世継ぎに恵まれないある王が、ふれがきを出しました。
王家の一員となりたい若者は申込書を持って宮殿に集まれ、と。
必要な資格は二つ、神への愛と隣人への愛でした。

一人の若い貧しい農夫も申込書を出したいと思いましたが、ぼろ服を着たわが身を見れば、身の程知らずのようです。
しかし、彼は一生懸命に働いて稼ぎ、新しい服を手に入れ、その服をまとって、さて王家に入れるものかどうか、運だめしに出かけました。

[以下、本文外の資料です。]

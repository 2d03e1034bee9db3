//! Integration tests: undo/redo through the editor session (pd-editor ↔ pd-core).
//!
//! Every mutating action must undo to the exact prior tree and redo to the
//! exact later one; new actions after an undo discard the redo branch.

use pd_core::*;
use pd_editor::{EditorConfig, EditorSession};
use pretty_assertions::assert_eq;

fn session() -> EditorSession {
    EditorSession::init("undo_page", EditorConfig::default())
}

// ─── Single update ──────────────────────────────────────────────────────

#[test]
fn undo_update_restores_label_and_redo_reapplies() {
    let mut s = session();
    let id = s.add_component(ComponentType::Button, None, None).unwrap();
    let original = s.store().get(id).unwrap().props["label"].clone();

    s.update_component(id, &ComponentPatch::new().prop("label", "Hi"))
        .unwrap();
    assert_eq!(s.store().get(id).unwrap().props["label"], PropValue::from("Hi"));

    assert_eq!(s.undo().as_deref(), Some("update"));
    assert_eq!(s.store().get(id).unwrap().props["label"], original);

    assert_eq!(s.redo().as_deref(), Some("update"));
    assert_eq!(s.store().get(id).unwrap().props["label"], PropValue::from("Hi"));
}

// ─── Symmetry over mixed sequences ───────────────────────────────────────

#[test]
fn every_step_of_a_mixed_sequence_is_symmetric() {
    let mut s = session();
    let mut states = vec![s.store().snapshot()];

    let page = s.add_component(ComponentType::Container, None, None).unwrap();
    states.push(s.store().snapshot());
    let row = s.add_component(ComponentType::Row, Some(page), None).unwrap();
    states.push(s.store().snapshot());
    let col = s.add_component(ComponentType::Col, Some(row), None).unwrap();
    states.push(s.store().snapshot());
    s.update_component(col, &ComponentPatch::new().prop("span", 6i64).style("padding", "8px"))
        .unwrap();
    states.push(s.store().snapshot());
    s.move_component(col, Some(page), 0).unwrap();
    states.push(s.store().snapshot());
    s.bring_to_front(row).unwrap();
    states.push(s.store().snapshot());
    s.delete_component(page, true).unwrap();
    states.push(s.store().snapshot());
    assert!(s.store().is_empty());

    // Walk all the way back, then all the way forward.
    for expected in states.iter().rev().skip(1) {
        assert!(s.undo().is_some());
        assert_eq!(&s.store().snapshot(), expected);
    }
    assert!(!s.can_undo());
    assert_eq!(s.undo(), None);

    for expected in states.iter().skip(1) {
        assert!(s.redo().is_some());
        assert_eq!(&s.store().snapshot(), expected);
    }
    assert!(!s.can_redo());
}

#[test]
fn non_cascade_delete_undoes_exactly() {
    let mut s = session();
    let form = s.add_component(ComponentType::Form, None, None).unwrap();
    let a = s.add_component(ComponentType::Input, Some(form), None).unwrap();
    let b = s.add_component(ComponentType::Button, Some(form), None).unwrap();
    let before = s.store().snapshot();

    s.delete_component(form, false).unwrap();
    assert_eq!(s.store().children(None), &[a, b]);

    s.undo();
    assert_eq!(s.store().snapshot(), before);
    assert_eq!(s.store().children(Some(form)), &[a, b]);
}

// ─── Branch invalidation ─────────────────────────────────────────────────

#[test]
fn new_action_after_undo_clears_redo() {
    let mut s = session();
    let id = s.add_component(ComponentType::Text, None, None).unwrap();
    s.update_component(id, &ComponentPatch::new().prop("content", "one"))
        .unwrap();
    s.undo();
    assert!(s.can_redo());

    s.update_component(id, &ComponentPatch::new().prop("content", "two"))
        .unwrap();
    assert!(!s.can_redo());
    assert_eq!(s.redo(), None);
    assert_eq!(s.store().get(id).unwrap().props["content"], PropValue::from("two"));
}

#[test]
fn rejected_action_keeps_redo() {
    let mut s = session();
    let a = s.add_component(ComponentType::Container, None, None).unwrap();
    let b = s.add_component(ComponentType::Container, Some(a), None).unwrap();
    s.undo();
    assert!(s.can_redo());

    // Fails validation and records nothing.
    let ghost = ComponentId::intern("undo_ghost");
    assert!(s.move_component(a, Some(ghost), 0).is_err());
    assert!(s.can_redo());
    s.redo();
    assert_eq!(s.store().parent_of(b), Some(a));
}

// ─── Gestures ────────────────────────────────────────────────────────────

#[test]
fn drag_gesture_undoes_as_one_step() {
    let mut s = session();
    let list = s.add_component(ComponentType::List, None, None).unwrap();
    let items: Vec<ComponentId> = (0..3)
        .map(|_| s.add_component(ComponentType::Text, Some(list), None).unwrap())
        .collect();
    let before = s.store().snapshot();
    let steps = s.history().undo_len();

    s.begin_gesture("reorder");
    for index in [1, 2, 0, 2] {
        s.move_component(items[0], Some(list), index).unwrap();
    }
    assert!(s.end_gesture());
    assert_eq!(s.history().undo_len(), steps + 1);

    s.undo();
    assert_eq!(s.store().snapshot(), before);
}

#[test]
fn undo_depth_follows_config() {
    let config = EditorConfig::from_json(r#"{"history_depth": 2}"#).unwrap();
    let mut s = EditorSession::init("shallow", config);
    for _ in 0..4 {
        s.add_component(ComponentType::Badge, None, None).unwrap();
    }
    assert!(s.undo().is_some());
    assert!(s.undo().is_some());
    assert_eq!(s.undo(), None);
    assert_eq!(s.store().len(), 2);
}

#[test]
fn zero_depth_config_still_keeps_one_step() {
    let config = EditorConfig::from_json(r#"{"history_depth": 0}"#).unwrap();
    let mut s = EditorSession::init("no_depth", config);
    s.add_component(ComponentType::Badge, None, None).unwrap();
    s.add_component(ComponentType::Badge, None, None).unwrap();
    assert!(s.undo().is_some());
    assert_eq!(s.undo(), None);
    assert_eq!(s.store().len(), 1);
}
use crate::id::ComponentId;
use crate::model::ComponentType;

/// Structural failures of Tree Store operations. Every variant is returned
/// before any state is touched.
#[derive(Debug, Clone, PartialEq, Eq, thiserror::Error)]
pub enum TreeError {
    #[error("component {0} not found")]
    NotFound(ComponentId),

    #[error("parent component {0} does not exist")]
    InvalidParent(ComponentId),

    #[error("component id {0} already exists")]
    DuplicateId(ComponentId),

    #[error("moving {id} under {new_parent} would create a cycle")]
    Cycle {
        id: ComponentId,
        new_parent: ComponentId,
    },

    #[error("invalid {component_type} props: {}", .messages.join("; "))]
    Validation {
        component_type: ComponentType,
        messages: Vec<String>,
    },
}

#[derive(Debug, thiserror::Error)]
pub enum SerializeError {
    #[error("malformed document JSON: {0}")]
    Json(#[from] serde_json::Error),

    #[error("document format {found} is newer than supported format {supported}")]
    UnsupportedVersion { found: String, supported: &'static str },
}
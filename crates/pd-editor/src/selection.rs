//! Selection, hover, rect-select, clipboard and drag tracking.
//!
//! This state describes UI focus only; it never touches component content.
//! Paste and duplicate mint fresh ids and select them, and the caller
//! inserts the matching templates into the Tree Store.
//!
//! Every operation is total: absent or empty inputs leave the state
//! unchanged instead of failing.
//!
//! ## Selection rules
//!
//! | Call | Effect on `selected` | Effect on `active` |
//! |------|----------------------|--------------------|
//! | `select(id, false)` | replaced by `[id]` | `id` |
//! | `select(id, true)`, not selected | `id` appended | `id` |
//! | `select(id, true)`, selected | `id` removed | kept; moves to the newest remaining if it was `id`; cleared if empty |

use pd_core::{ComponentId, ComponentNode, ComponentTemplate};

/// Axis-aligned rubber-band rectangle in canvas coordinates.
#[derive(Debug, Clone, Copy, PartialEq, Default)]
pub struct SelectionRect {
    pub x: f32,
    pub y: f32,
    pub width: f32,
    pub height: f32,
}

impl SelectionRect {
    /// Normalize a drag from `(x1, y1)` to `(x2, y2)` into a positive rect.
    pub fn from_points(x1: f32, y1: f32, x2: f32, y2: f32) -> Self {
        Self {
            x: x1.min(x2),
            y: y1.min(y2),
            width: (x2 - x1).abs(),
            height: (y2 - y1).abs(),
        }
    }

    pub fn contains(&self, x: f32, y: f32) -> bool {
        x >= self.x && x <= self.x + self.width && y >= self.y && y <= self.y + self.height
    }
}

/// An in-progress drag of one or more components.
#[derive(Debug, Clone, PartialEq, Default)]
pub struct DragState {
    pub dragged: Vec<ComponentId>,
    /// Component currently under the pointer, i.e. the prospective drop parent.
    pub over: Option<ComponentId>,
}

#[derive(Debug, Clone, Default)]
pub struct SelectionState {
    selected: Vec<ComponentId>,
    active: Option<ComponentId>,
    hovered: Option<ComponentId>,
    multi_selecting: bool,
    selection_rect: Option<SelectionRect>,
    clipboard: Vec<ComponentTemplate>,
    drag: Option<DragState>,
    /// Bumped on every observable change.
    revision: u64,
}

impl SelectionState {
    pub fn new() -> Self {
        Self::default()
    }

    // ─── Queries ─────────────────────────────────────────────────────────

    /// Selected ids in selection order.
    pub fn selected(&self) -> &[ComponentId] {
        &self.selected
    }

    pub fn first_selected(&self) -> Option<ComponentId> {
        self.selected.first().copied()
    }

    pub fn is_selected(&self, id: ComponentId) -> bool {
        self.selected.contains(&id)
    }

    pub fn active(&self) -> Option<ComponentId> {
        self.active
    }

    pub fn hovered(&self) -> Option<ComponentId> {
        self.hovered
    }

    pub fn is_multi_selecting(&self) -> bool {
        self.multi_selecting
    }

    pub fn selection_rect(&self) -> Option<SelectionRect> {
        self.selection_rect
    }

    pub fn clipboard(&self) -> &[ComponentTemplate] {
        &self.clipboard
    }

    pub fn drag(&self) -> Option<&DragState> {
        self.drag.as_ref()
    }

    /// Change counter, used by observers to detect updates.
    pub fn revision(&self) -> u64 {
        self.revision
    }

    // ─── Selection ───────────────────────────────────────────────────────

    pub fn select(&mut self, id: ComponentId, multi: bool) {
        if !multi {
            if self.selected == [id] && self.active == Some(id) {
                return;
            }
            self.selected = vec![id];
            self.active = Some(id);
        } else if self.is_selected(id) {
            self.remove(id);
        } else {
            self.selected.push(id);
            self.active = Some(id);
        }
        self.bump();
    }

    /// Drop `id` from the selection. No-op if it is not selected.
    pub fn unselect(&mut self, id: ComponentId) {
        if self.is_selected(id) {
            self.remove(id);
            self.bump();
        }
    }

    /// Replace the selection with `ids` (duplicates ignored). The last id
    /// becomes active.
    pub fn select_all(&mut self, ids: &[ComponentId]) {
        let mut next = Vec::with_capacity(ids.len());
        for id in ids {
            if !next.contains(id) {
                next.push(*id);
            }
        }
        let active = next.last().copied();
        if next == self.selected && active == self.active {
            return;
        }
        self.selected = next;
        self.active = active;
        self.bump();
    }

    pub fn clear_selection(&mut self) {
        if self.selected.is_empty() && self.active.is_none() {
            return;
        }
        self.selected.clear();
        self.active = None;
        self.bump();
    }

    pub fn set_hovered(&mut self, id: Option<ComponentId>) {
        if self.hovered != id {
            self.hovered = id;
            self.bump();
        }
    }

    /// Select the parent of the active component, if it has one.
    pub fn select_parent(&mut self, parent_of: impl Fn(ComponentId) -> Option<ComponentId>) {
        if let Some(parent) = self.active.and_then(parent_of) {
            self.select(parent, false);
        }
    }

    // ─── Rect-select ─────────────────────────────────────────────────────

    pub fn start_multi_select(&mut self, rect: SelectionRect) {
        self.multi_selecting = true;
        self.selection_rect = Some(rect);
        self.bump();
    }

    /// Track the rubber band. Ignored outside a rect-select gesture.
    pub fn update_multi_select(&mut self, rect: SelectionRect) {
        if self.multi_selecting && self.selection_rect != Some(rect) {
            self.selection_rect = Some(rect);
            self.bump();
        }
    }

    /// Resolve the gesture to the ids the host found inside the rectangle.
    pub fn end_multi_select(&mut self, ids_in_rect: &[ComponentId]) {
        if !self.multi_selecting {
            return;
        }
        self.multi_selecting = false;
        self.selection_rect = None;
        self.bump();
        self.select_all(ids_in_rect);
    }

    // ─── Clipboard ───────────────────────────────────────────────────────

    /// Store templates of `nodes`. An empty input keeps the clipboard.
    pub fn copy<'a>(&mut self, nodes: impl IntoIterator<Item = &'a ComponentNode>) {
        let templates: Vec<ComponentTemplate> = nodes.into_iter().map(ComponentNode::to_template).collect();
        if templates.is_empty() {
            return;
        }
        self.clipboard = templates;
        self.bump();
    }

    /// Copy `nodes` and return their ids for the caller to delete.
    pub fn cut<'a>(&mut self, nodes: impl IntoIterator<Item = &'a ComponentNode>) -> Vec<ComponentId> {
        let nodes: Vec<&ComponentNode> = nodes.into_iter().collect();
        let ids: Vec<ComponentId> = nodes.iter().map(|n| n.id).collect();
        self.copy(nodes);
        ids
    }

    /// Mint one fresh id per clipboard entry (same order) and select them.
    pub fn paste(&mut self) -> Vec<ComponentId> {
        let ids: Vec<ComponentId> = self.clipboard.iter().map(|_| ComponentId::mint()).collect();
        if !ids.is_empty() {
            self.select_all(&ids);
        }
        ids
    }

    /// Mint one fresh id per source id (same order) and select them.
    pub fn duplicate(&mut self, ids: &[ComponentId]) -> Vec<ComponentId> {
        let fresh: Vec<ComponentId> = ids.iter().map(|_| ComponentId::mint()).collect();
        if !fresh.is_empty() {
            self.select_all(&fresh);
        }
        fresh
    }

    // ─── Drag ────────────────────────────────────────────────────────────

    pub fn start_drag(&mut self, ids: &[ComponentId]) {
        if ids.is_empty() {
            return;
        }
        self.drag = Some(DragState {
            dragged: ids.to_vec(),
            over: None,
        });
        self.bump();
    }

    pub fn drag_over(&mut self, target: Option<ComponentId>) {
        if let Some(drag) = &mut self.drag
            && drag.over != target
        {
            drag.over = target;
            self.bump();
        }
    }

    /// Finish the drag, handing back what was dragged and where.
    pub fn end_drag(&mut self) -> Option<DragState> {
        let drag = self.drag.take()?;
        self.bump();
        Some(drag)
    }

    // ─── Deletion sync ───────────────────────────────────────────────────

    /// Forget every reference to components that no longer exist.
    pub fn prune(&mut self, removed: &[ComponentId]) {
        for id in removed {
            self.unselect(*id);
        }
        let mut changed = false;
        if self.hovered.is_some_and(|h| removed.contains(&h)) {
            self.hovered = None;
            changed = true;
        }
        if let Some(drag) = &mut self.drag {
            let before = drag.dragged.len();
            drag.dragged.retain(|id| !removed.contains(id));
            changed |= drag.dragged.len() != before;
            if drag.over.is_some_and(|o| removed.contains(&o)) {
                drag.over = None;
                changed = true;
            }
            if drag.dragged.is_empty() {
                self.drag = None;
            }
        }
        if changed {
            self.bump();
        }
    }

    /// Reset focus state, keeping the clipboard.
    pub fn reset(&mut self) {
        let clipboard = std::mem::take(&mut self.clipboard);
        let revision = self.revision;
        *self = Self {
            clipboard,
            revision,
            ..Self::default()
        };
        self.bump();
    }

    // ─── Internals ───────────────────────────────────────────────────────

    fn remove(&mut self, id: ComponentId) {
        self.selected.retain(|s| *s != id);
        if self.selected.is_empty() {
            self.active = None;
        } else if self.active == Some(id) {
            self.active = self.selected.last().copied();
        }
    }

    fn bump(&mut self) {
        self.revision += 1;
    }
}

#[cfg(test)]
mod tests {
    use super::*;
    use pd_core::{ComponentType, prop_map};

    fn id(s: &str) -> ComponentId {
        ComponentId::intern(s)
    }

    #[test]
    fn single_select_replaces() {
        let mut sel = SelectionState::new();
        sel.select(id("sel_a"), false);
        sel.select(id("sel_b"), false);
        assert_eq!(sel.selected(), &[id("sel_b")]);
        assert_eq!(sel.active(), Some(id("sel_b")));
    }

    #[test]
    fn multi_select_toggles() {
        let mut sel = SelectionState::new();
        sel.select(id("sel_a"), true);
        sel.select(id("sel_b"), true);
        assert_eq!(sel.selected(), &[id("sel_a"), id("sel_b")]);
        assert_eq!(sel.active(), Some(id("sel_b")));

        // Toggling off a non-active id keeps the active one.
        sel.select(id("sel_a"), true);
        assert_eq!(sel.selected(), &[id("sel_b")]);
        assert_eq!(sel.active(), Some(id("sel_b")));

        // Emptying the set clears active.
        sel.select(id("sel_b"), true);
        assert!(sel.selected().is_empty());
        assert_eq!(sel.active(), None);
    }

    #[test]
    fn toggling_off_active_falls_back_to_newest() {
        let mut sel = SelectionState::new();
        for s in ["sel_x", "sel_y", "sel_z"] {
            sel.select(id(s), true);
        }
        sel.select(id("sel_z"), true);
        assert_eq!(sel.active(), Some(id("sel_y")));
    }

    #[test]
    fn absent_inputs_are_no_ops() {
        let mut sel = SelectionState::new();
        let rev = sel.revision();
        sel.unselect(id("sel_missing"));
        sel.clear_selection();
        sel.select_parent(|_| Some(id("sel_parent")));
        sel.update_multi_select(SelectionRect::default());
        sel.end_multi_select(&[id("sel_a")]);
        sel.start_drag(&[]);
        sel.drag_over(Some(id("sel_a")));
        assert_eq!(sel.end_drag(), None);
        assert!(sel.paste().is_empty());
        sel.copy(std::iter::empty::<&ComponentNode>());
        assert_eq!(sel.revision(), rev);
        assert!(sel.selected().is_empty());
    }

    #[test]
    fn rect_select_lifecycle() {
        let mut sel = SelectionState::new();
        sel.start_multi_select(SelectionRect::from_points(10.0, 10.0, 10.0, 10.0));
        assert!(sel.is_multi_selecting());

        let rect = SelectionRect::from_points(10.0, 10.0, 0.0, 50.0);
        sel.update_multi_select(rect);
        assert_eq!(
            sel.selection_rect(),
            Some(SelectionRect {
                x: 0.0,
                y: 10.0,
                width: 10.0,
                height: 40.0
            })
        );
        assert!(rect.contains(5.0, 20.0));

        sel.end_multi_select(&[id("sel_r1"), id("sel_r2"), id("sel_r1")]);
        assert!(!sel.is_multi_selecting());
        assert_eq!(sel.selection_rect(), None);
        assert_eq!(sel.selected(), &[id("sel_r1"), id("sel_r2")]);
    }

    #[test]
    fn clipboard_holds_templates_not_references() {
        let mut node = ComponentNode::new(id("sel_btn"), "page", ComponentType::Button);
        node.props = prop_map([("label", "Buy")]);
        node.parent_id = Some(id("sel_form"));

        let mut sel = SelectionState::new();
        sel.copy([&node]);
        assert_eq!(sel.clipboard(), &[node.to_template()]);

        let pasted = sel.paste();
        assert_eq!(pasted.len(), 1);
        assert_ne!(pasted[0], node.id);
        assert_eq!(sel.selected(), pasted.as_slice());

        // Pasting twice yields distinct ids.
        let again = sel.paste();
        assert_ne!(again, pasted);
    }

    #[test]
    fn cut_returns_ids_to_delete() {
        let a = ComponentNode::new(id("sel_cut_a"), "page", ComponentType::Text);
        let b = ComponentNode::new(id("sel_cut_b"), "page", ComponentType::Image);
        let mut sel = SelectionState::new();
        let ids = sel.cut([&a, &b]);
        assert_eq!(ids, vec![a.id, b.id]);
        assert_eq!(sel.clipboard().len(), 2);
    }

    #[test]
    fn select_parent_walks_up() {
        let mut sel = SelectionState::new();
        sel.select(id("sel_child"), false);
        sel.select_parent(|c| (c == id("sel_child")).then(|| id("sel_parent")));
        assert_eq!(sel.selected(), &[id("sel_parent")]);

        // Root has no parent: nothing changes.
        sel.select_parent(|_| None);
        assert_eq!(sel.active(), Some(id("sel_parent")));
    }

    #[test]
    fn prune_drops_removed_ids_everywhere() {
        let mut sel = SelectionState::new();
        sel.select_all(&[id("sel_p1"), id("sel_p2"), id("sel_p3")]);
        sel.set_hovered(Some(id("sel_p2")));
        sel.start_drag(&[id("sel_p2")]);
        sel.drag_over(Some(id("sel_p3")));

        sel.prune(&[id("sel_p2"), id("sel_p3")]);
        assert_eq!(sel.selected(), &[id("sel_p1")]);
        assert_eq!(sel.active(), Some(id("sel_p1")));
        assert_eq!(sel.hovered(), None);
        assert_eq!(sel.drag(), None);
    }

    #[test]
    fn drag_tracks_target() {
        let mut sel = SelectionState::new();
        sel.start_drag(&[id("sel_d")]);
        sel.drag_over(Some(id("sel_row")));
        let drag = sel.end_drag().unwrap();
        assert_eq!(drag.dragged, vec![id("sel_d")]);
        assert_eq!(drag.over, Some(id("sel_row")));
        assert_eq!(sel.drag(), None);
    }
}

宮殿までの道のりも半ばにさしかかった頃、若者は道端で寒さに震えているあわれな物乞いに出会いました。
気の毒に思った若者は、服を取り替えてやりました。
またぼろ服に戻ってしまったからには、宮殿に行っても仕方がないという気はしましたが、村からはるばる出むいて来たのだから……とにかく予定通り旅を続けようと、若者は考えました。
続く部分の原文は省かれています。